4,4′-Dihydroxybenzophenone
- Names: Preferred IUPAC name Bis(4-hydroxyphenyl)methanone

Identifiers
- CAS Number: 611-99-4;
- 3D model (JSmol): Interactive image;
- ChEBI: CHEBI:34365;
- ChEMBL: ChEMBL194859;
- ChemSpider: 62365;
- DrugBank: DB07635;
- ECHA InfoCard: 100.009.354
- EC Number: 210-288-1;
- KEGG: C14220;
- PubChem CID: 69150;
- UNII: HZR7D31SBY;
- CompTox Dashboard (EPA): DTXSID1022425 ;

Properties
- Chemical formula: C_{13}H_{10}O_{3}
- Molar mass: 214.22 g/mol
- Appearance: Off white/yellow solid
- Density: 1.302g/cm3
- Melting point: 213 to 215 °C (415 to 419 °F; 486 to 488 K)
- Boiling point: 444.8 °C (832.6 °F; 718.0 K) @760mmHg
- Solubility in water: 0.45 g/L
- Hazards: GHS labelling:
- Pictograms: GHS07: Exclamation mark
- Signal word: Warning
- Hazard statements: H315, H317, H319, H335
- Precautionary statements: P261, P264, P271, P272, P280, P302+P352, P304+P340, P305+P351+P338, P312, P321, P332+P313, P333+P313, P337+P313, P362, P363, P403+P233, P405, P501
- Flash point: 237 °C (459 °F; 510 K)
- Safety data sheet (SDS): MSDS by Fisher Scientific

= 4,4'-Dihydroxybenzophenone =

4,4′-Dihydroxybenzophenone (DHBP) is an organic compound with the formula (HOC_{6}H_{4})_{2}CO. This off-white solid is a precursor to, or a degradation product of, diverse commercial materials.
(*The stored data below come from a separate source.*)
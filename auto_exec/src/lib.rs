//! # Autonomous routine library.
//!
//! This library allows other crates in the workspace, and the `auto_exec` binary, to access the
//! items defined inside the autonomous routine crate.

// ------------------------------------------------------------------------------------------------
// MODULES
// ------------------------------------------------------------------------------------------------

/// Executable parameters
pub mod params;

/// Path executor interface - drives the robot along segments, plus a simulated implementation
pub mod path_exec;

/// Segment plan - the named motion segments a routine is made of
pub mod plan;

/// Routine runner - the per-cycle driver loop around the sequencer
pub mod runner;

/// Motion sequencer - steps a routine through its states
pub mod seq;

/// Shooter control - converts action triggers into shooter demands
pub mod shooter_ctrl;
//! # Field configuration
//!
//! The numeric data a [`super::SegmentPlan`] is built from. Distances are in inches in the field
//! frame, headings are in degrees.

// ------------------------------------------------------------------------------------------------
// IMPORTS
// ------------------------------------------------------------------------------------------------

use serde::Deserialize;

// ------------------------------------------------------------------------------------------------
// STRUCTS
// ------------------------------------------------------------------------------------------------

#[derive(Debug, Clone, Deserialize)]
pub struct FieldConfig {
    /// Pose the robot is placed in before the routine starts.
    pub start_pose: PoseSpec,

    /// The segments of the plan, in the order they are driven.
    pub segments: Vec<SegmentSpec>,
}

#[derive(Debug, Clone, Copy, Deserialize)]
pub struct PoseSpec {
    pub x_in: f64,
    pub y_in: f64,
    pub heading_deg: f64,
}

/// A straight segment between two points, with the heading interpolated linearly from
/// `start_heading_deg` to `end_heading_deg`.
#[derive(Debug, Clone, Deserialize)]
pub struct SegmentSpec {
    pub name: String,

    /// Start point as `[x, y]`
    pub start_in: [f64; 2],

    /// End point as `[x, y]`
    pub end_in: [f64; 2],

    pub start_heading_deg: f64,

    pub end_heading_deg: f64,
}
DHBP has a typical bisphenol structure. Like many other bisphenols and derivatives, it is a potential endocrine disruptor.

== Synthesis ==
4,4′-Dihydroxybenzophenone is prepared by the rearrangement of p-hydroxyphenylbenzoate:

HOC_{6}H_{4}CO_{2}C_{6}H_{5} → (HOC_{6}H_{4})_{2}CO

Alternatively, p-hydroxybenzoic acid can be converted to p-acetoxybenzoyl chloride. This acid chloride reacts with phenol to give, after deacetylation, 4,4′-dihydroxybenzophenone.

== Uses ==
The main application of 4,4′-dihydroxybenzophenone is as a UV light stabilizer. It and its derivatives are found in cosmetics, plastics, films, adhesives and coatings, optical fiber, and printed circuit boards. It is the precursor to certain polycarbonate polymers.